NDP Leader Thomas Mulcair launched a new campaign strategy to win over the battleground Greater Toronto Area, which included rallying supporters at an event in downtown Toronto on Tuesday night and builds on the momentum the party now has in Quebec and British Columbia.

The strategy also focuses on social media and features a video that shows a number of diverse GTA residents, some wearing NDP orange, talking about why they support the party on issues such as transit and child care. One NDP supporter also declares this a historic election for the party, and says she wants to be a part of that. With the long federal election campaign nearly half over, opinion polls have the party leading as it attempts to form its first national government.

A new Nanos poll, released by The Globe and Mail on Monday, shows the NDP ahead with 32.7-per-cent support nationally (up 2.3 percentage points from a week ago). The Liberals are at 30.8 per cent (up 0.6 percentage points) and support for the Conservatives has dropped by 2.3 percentage points to 26.2 per cent.

Mr. Mulcair has been campaigning in the GTA since the election was called at the beginning of August for Oct. 19. With summer unofficially over, he is redoubling his focus on the region.

The Nanos poll shows the Liberals ahead in Ontario and the NDP in third place.

Mr. Mulcair often calls Toronto "the most important city in Canada," a senior campaign official says, but the downtown rally is a "larger effort right across the country" to unite people behind the NDP Leader to try to defeat Conservative Leader Stephen Harper.

There are 25 seats in the city of Toronto in 2015; In 2011, when there were 23 ridings, the NDP won eight (Olivia Chow resigned her seat to run in the 2014 Toronto mayoral race), the Conservatives nine and the Liberals six (Adam Vaughan won the seat vacated by Ms. Chow, bringing the Liberal total to the current seven).

The other GTA seats include ridings north of Toronto, such as Thornhill and Richmond Hill. The 11 ridings in Brampton and Mississauga are also included. NDP strategists believe that Jagmeet Singh's victory in that area in the 2014 provincial election was the breakthrough they needed. So, they are now trying to run strong campaigns in that region, according to a senior NDP campaign official.

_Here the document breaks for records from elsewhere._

//! Error types for Cirrus.
//!
//! This crate provides the error types shared by every Cirrus crate.
//!
//! # Error Hierarchy
//!
//! All errors follow the `ErrorKind` + wrapper struct pattern:
//! - `*ErrorKind` enum defines specific error conditions
//! - `*Error` struct wraps the kind with source location tracking
//! - All errors use `#[track_caller]` for automatic location capture
//!
//! # Examples
//!
//! ```
//! use cirrus_error::{CirrusResult, StorageError, StorageErrorKind};
//!
//! fn fetch_object() -> CirrusResult<Vec<u8>> {
//!     Err(StorageError::new(StorageErrorKind::NotFound("2024/03/abc_report.pdf".into())))?
//! }
//!
//! let err = fetch_object().unwrap_err();
//! assert!(err.storage_kind().is_some());
//! ```

#![forbid(unsafe_code)]
#![warn(missing_docs)]

mod config;
mod error;
mod storage;

pub use config::ConfigError;
pub use error::{CirrusError, CirrusErrorKind, CirrusResult};
pub use storage::{StorageError, StorageErrorKind};
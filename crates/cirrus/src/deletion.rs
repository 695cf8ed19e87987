//! Best-effort cleanup of cloud objects when their record is destroyed.

use chrono::{DateTime, Utc};
use cirrus_cache::RetrievalCache;
use cirrus_error::CirrusResult;
use cirrus_storage::{AttachmentRecord, BackendRegistry, KeyCodec};
use std::sync::Arc;

/// Removes cloud objects and their cache entries.
///
/// Failures are logged and never propagated, so a backend outage cannot block
/// destruction of the owning record. Local files belong to the host's own
/// cleanup and are left alone.
#[derive(Debug, Clone)]
pub struct DeletionCoordinator {
    registry: Arc<BackendRegistry>,
    cache: Arc<RetrievalCache>,
}

impl DeletionCoordinator {
    /// Coordinator deleting through `registry` and purging `cache`.
    pub fn new(registry: Arc<BackendRegistry>, cache: Arc<RetrievalCache>) -> Self {
        Self { registry, cache }
    }

    /// Clean up after `record` is destroyed.
    #[tracing::instrument(skip(self, record), fields(record_id = record.id(), key = %record.encoded_key()))]
    pub async fn on_destroy(&self, record: &impl AttachmentRecord) {
        if !KeyCodec::is_cloud(record.encoded_key()) {
            return;
        }

        self.on_destroy_key(record.encoded_key(), record.created_at())
            .await;

        if let Err(e) = self.cache.purge(record.id()).await {
            tracing::warn!(error = %e, "Failed to purge cache entries");
        }
    }

    /// Delete the cloud object behind `encoded_key`, if any.
    pub async fn on_destroy_key(&self, encoded_key: &str, created_at: DateTime<Utc>) {
        if !KeyCodec::is_cloud(encoded_key) {
            return;
        }

        if let Err(e) = self.delete(encoded_key, created_at).await {
            tracing::warn!(error = %e, key = encoded_key, "Cloud delete failed, continuing");
        }
    }

    async fn delete(&self, encoded_key: &str, created_at: DateTime<Utc>) -> CirrusResult<()> {
        let decoded = KeyCodec::decode(encoded_key);
        let kind = *decoded.kind();
        let config = self.registry.get_config(kind)?;
        let client = self.registry.get_client(kind).await?;

        let physical_key = decoded.physical_key(config.path_prefix(), created_at);
        client.delete(&physical_key).await?;
        tracing::info!(kind = %kind, key = %physical_key, "Deleted cloud object");
        Ok(())
    }
}
//! Backend kind enumeration.

use serde::{Deserialize, Serialize};

/// Storage provider that owns an object.
#[derive(
    Debug,
    Clone,
    Copy,
    PartialEq,
    Eq,
    PartialOrd,
    Ord,
    Hash,
    Serialize,
    Deserialize,
    strum::EnumIter,
    derive_more::Display,
)]
#[serde(rename_all = "lowercase")]
pub enum BackendKind {
    /// Local filesystem under the storage root
    #[display("local")]
    Local,
    /// S3-compatible object storage
    #[display("s3")]
    S3,
    /// Google Cloud Storage
    #[display("gcs")]
    Gcs,
    /// Azure Blob Storage
    #[display("azure")]
    Azure,
}

impl BackendKind {
    /// Tag used in settings and encoded keys.
    pub fn as_str(&self) -> &'static str {
        match self {
            BackendKind::Local => "local",
            BackendKind::S3 => "s3",
            BackendKind::Gcs => "gcs",
            BackendKind::Azure => "azure",
        }
    }

    /// Whether objects of this kind live with a remote provider.
    pub fn is_cloud(&self) -> bool {
        !matches!(self, BackendKind::Local)
    }

    /// Settings key naming the bucket or container, for cloud kinds.
    pub fn container_key(&self) -> Option<&'static str> {
        match self {
            BackendKind::Local => None,
            BackendKind::S3 | BackendKind::Gcs => Some("bucket"),
            BackendKind::Azure => Some("container"),
        }
    }
}

impl std::str::FromStr for BackendKind {
    type Err = String;

    fn from_str(s: &str) -> Result<Self, Self::Err> {
        match s.trim().to_ascii_lowercase().as_str() {
            "local" => Ok(BackendKind::Local),
            "s3" => Ok(BackendKind::S3),
            "gcs" => Ok(BackendKind::Gcs),
            "azure" => Ok(BackendKind::Azure),
            other => Err(format!("Unknown storage backend: {}", other)),
        }
    }
}

#[cfg(test)]
mod tests {
    use super::*;
    use strum::IntoEnumIterator;

    #[test]
    fn test_parse_matches_display() {
        for kind in BackendKind::iter() {
            assert_eq!(kind.to_string().parse::<BackendKind>().unwrap(), kind);
        }
        assert_eq!(" S3 ".parse::<BackendKind>().unwrap(), BackendKind::S3);
        assert!("ftp".parse::<BackendKind>().is_err());
    }

    #[test]
    fn test_container_keys() {
        assert_eq!(BackendKind::Local.container_key(), None);
        assert_eq!(BackendKind::S3.container_key(), Some("bucket"));
        assert_eq!(BackendKind::Gcs.container_key(), Some("bucket"));
        assert_eq!(BackendKind::Azure.container_key(), Some("container"));
    }
}
//! Cirrus CLI binary.
//!
//! This binary provides command-line access to Cirrus storage:
//! - Upload files to the configured backend
//! - Resolve and presign stored objects
//! - Delete cloud objects and inspect settings

use clap::Parser;

mod cli;

#[tokio::main]
async fn main() -> Result<(), Box<dyn std::error::Error>> {
    use cli::{Cli, Commands, fetch, print_config, put, remove, url};

    let cli = Cli::parse();
    cirrus::init_tracing(cli.verbose);

    let settings = match &cli.config {
        Some(path) => cirrus::CirrusSettings::from_file(path)?,
        None => cirrus::CirrusSettings::load()?,
    };

    match cli.command {
        Commands::Put {
            file,
            name,
            created_at,
            content_type,
            format,
        } => put(&settings, &file, name, created_at, content_type, format).await?,

        Commands::Fetch {
            id,
            key,
            created_at,
            dir,
        } => fetch(&settings, id, &key, created_at, dir).await?,

        Commands::Url {
            key,
            created_at,
            ttl,
        } => url(&settings, &key, created_at, ttl).await?,

        Commands::Rm { key, created_at } => remove(&settings, &key, created_at).await,

        Commands::Config => print_config(&settings),
    }

    Ok(())
}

However, the Tuesday evening rally featured speeches by two female candidates: Ruth Ellen Brosseau, an NDP MP and Quebec candidate, and Mira Oreck, a candidate in Vancouver. The two women talked about how voters in those two provinces are uniting behind Mr. Mulcair and getting on board for change.

Mike Layton, a Toronto city councillor and the son of late NDP leader Jack Layton, introduced Mr. Mulcair.

Meanwhile, the minute-long video, which is being released on Tuesday, tries to illustrate why Torontonians and people in the GTA should back the NDP.

"I'm supporting the NDP because I need $15-a-day child care in my neighbourhood," says one woman in the video. Another woman says she is supporting the party because she wants a "fair immigration system." One other says she wants to be part of making history by voting for a first-time NDP national government.

The video ends with the camera pulling up to the sky, showing leafy GTA neighbourhoods and Toronto skyscrapers and the CN Tower off in the distance as evocative music plays.

The NDP official says the last shot is about connecting every region of Toronto – and giving the message that "we're part of something big and historic."

The Conservatives were quick to weigh in on the NDP's plan, underlining how competitive the race for Toronto and the GTA is. Stephen Lecce, a Tory campaign spokesman, contacted The Globe and Mail with a statement that reached back to the Conservative strategy during the last weeks of the 2011 federal when they campaigned hard in the region against the NDP by playing up the NDP provincial government's controversial record under Bob Rae. That strategy worked as many of the ridings that appeared to be going NDP went to the Tories.